[Data for analysis]
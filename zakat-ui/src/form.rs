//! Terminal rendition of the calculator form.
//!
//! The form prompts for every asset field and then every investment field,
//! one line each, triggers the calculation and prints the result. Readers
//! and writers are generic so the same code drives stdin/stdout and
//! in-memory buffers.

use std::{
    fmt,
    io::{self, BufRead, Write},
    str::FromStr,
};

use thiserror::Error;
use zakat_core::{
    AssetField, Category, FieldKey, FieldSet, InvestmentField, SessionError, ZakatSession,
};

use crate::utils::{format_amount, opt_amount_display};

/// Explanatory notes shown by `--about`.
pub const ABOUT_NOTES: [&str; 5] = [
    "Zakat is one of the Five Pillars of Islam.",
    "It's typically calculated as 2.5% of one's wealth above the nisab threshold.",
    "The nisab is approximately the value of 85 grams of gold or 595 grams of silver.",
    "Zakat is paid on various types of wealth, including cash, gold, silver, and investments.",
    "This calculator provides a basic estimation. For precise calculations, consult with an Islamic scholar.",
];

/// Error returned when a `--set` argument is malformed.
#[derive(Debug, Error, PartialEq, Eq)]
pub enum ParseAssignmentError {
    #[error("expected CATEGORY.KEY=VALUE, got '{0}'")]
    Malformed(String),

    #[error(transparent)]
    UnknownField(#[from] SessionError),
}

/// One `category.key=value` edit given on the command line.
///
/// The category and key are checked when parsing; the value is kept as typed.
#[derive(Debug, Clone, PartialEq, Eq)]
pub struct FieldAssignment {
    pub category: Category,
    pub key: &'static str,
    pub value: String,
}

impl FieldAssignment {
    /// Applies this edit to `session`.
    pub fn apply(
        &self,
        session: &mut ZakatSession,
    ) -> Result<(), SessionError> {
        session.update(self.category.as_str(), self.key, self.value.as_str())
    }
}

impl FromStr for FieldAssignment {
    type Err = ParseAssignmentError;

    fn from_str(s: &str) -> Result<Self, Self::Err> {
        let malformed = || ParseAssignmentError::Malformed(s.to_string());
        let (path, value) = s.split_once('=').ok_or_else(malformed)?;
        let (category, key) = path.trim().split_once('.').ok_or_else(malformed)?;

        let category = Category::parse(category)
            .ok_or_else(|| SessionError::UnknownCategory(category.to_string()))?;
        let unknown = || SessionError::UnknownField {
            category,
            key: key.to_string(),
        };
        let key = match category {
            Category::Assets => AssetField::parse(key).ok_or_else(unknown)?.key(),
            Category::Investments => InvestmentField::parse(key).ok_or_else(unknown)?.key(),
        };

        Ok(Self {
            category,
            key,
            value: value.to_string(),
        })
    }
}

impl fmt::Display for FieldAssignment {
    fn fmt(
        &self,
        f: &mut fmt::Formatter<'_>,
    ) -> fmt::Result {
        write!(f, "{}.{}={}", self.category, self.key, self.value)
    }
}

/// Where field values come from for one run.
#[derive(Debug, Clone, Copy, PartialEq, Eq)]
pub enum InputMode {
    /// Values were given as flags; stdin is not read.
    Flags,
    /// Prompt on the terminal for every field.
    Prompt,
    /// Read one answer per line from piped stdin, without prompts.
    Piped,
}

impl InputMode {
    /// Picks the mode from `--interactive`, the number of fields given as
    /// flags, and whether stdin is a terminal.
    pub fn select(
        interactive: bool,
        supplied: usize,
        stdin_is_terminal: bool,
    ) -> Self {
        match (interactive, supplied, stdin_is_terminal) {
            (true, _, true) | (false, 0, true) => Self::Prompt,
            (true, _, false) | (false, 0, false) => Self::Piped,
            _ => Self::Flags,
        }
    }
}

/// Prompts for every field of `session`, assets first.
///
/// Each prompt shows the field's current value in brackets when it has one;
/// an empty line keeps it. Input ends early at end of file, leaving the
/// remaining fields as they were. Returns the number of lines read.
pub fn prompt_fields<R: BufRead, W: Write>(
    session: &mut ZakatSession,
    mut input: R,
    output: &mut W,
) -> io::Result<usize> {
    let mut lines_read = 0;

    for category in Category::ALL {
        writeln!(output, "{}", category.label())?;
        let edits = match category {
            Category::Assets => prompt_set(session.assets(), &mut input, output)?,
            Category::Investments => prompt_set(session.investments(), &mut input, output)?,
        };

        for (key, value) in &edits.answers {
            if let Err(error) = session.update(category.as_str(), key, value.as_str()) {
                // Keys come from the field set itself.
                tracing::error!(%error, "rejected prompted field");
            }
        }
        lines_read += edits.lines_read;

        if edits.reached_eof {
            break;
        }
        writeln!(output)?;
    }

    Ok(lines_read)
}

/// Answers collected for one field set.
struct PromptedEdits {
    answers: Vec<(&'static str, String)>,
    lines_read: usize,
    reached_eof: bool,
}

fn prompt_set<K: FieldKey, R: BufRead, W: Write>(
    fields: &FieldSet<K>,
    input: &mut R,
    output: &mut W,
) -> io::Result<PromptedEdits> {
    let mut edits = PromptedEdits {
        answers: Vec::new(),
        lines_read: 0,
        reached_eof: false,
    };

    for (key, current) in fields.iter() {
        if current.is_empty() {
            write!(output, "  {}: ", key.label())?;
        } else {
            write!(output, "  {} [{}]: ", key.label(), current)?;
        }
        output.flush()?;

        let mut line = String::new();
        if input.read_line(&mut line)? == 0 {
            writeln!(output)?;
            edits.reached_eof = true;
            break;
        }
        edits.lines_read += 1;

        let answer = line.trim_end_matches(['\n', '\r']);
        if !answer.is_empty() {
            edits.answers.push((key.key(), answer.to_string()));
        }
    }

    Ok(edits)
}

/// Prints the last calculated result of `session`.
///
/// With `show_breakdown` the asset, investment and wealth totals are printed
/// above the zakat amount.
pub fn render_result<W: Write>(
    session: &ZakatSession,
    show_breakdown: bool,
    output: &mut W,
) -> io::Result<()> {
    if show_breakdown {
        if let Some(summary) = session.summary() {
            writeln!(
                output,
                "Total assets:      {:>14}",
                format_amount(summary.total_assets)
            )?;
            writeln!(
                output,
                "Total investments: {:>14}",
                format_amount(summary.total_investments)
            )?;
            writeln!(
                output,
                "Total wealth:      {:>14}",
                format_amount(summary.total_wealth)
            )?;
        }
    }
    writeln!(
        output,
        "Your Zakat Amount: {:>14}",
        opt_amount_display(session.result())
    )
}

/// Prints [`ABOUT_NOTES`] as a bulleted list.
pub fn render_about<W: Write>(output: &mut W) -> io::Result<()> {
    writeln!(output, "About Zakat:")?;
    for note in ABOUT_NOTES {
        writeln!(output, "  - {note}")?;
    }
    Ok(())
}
[/Data for analysis]
Work task: Each line of the material above that contains the string "FieldSet" adds one to the count; report the final count only.

Response area: 2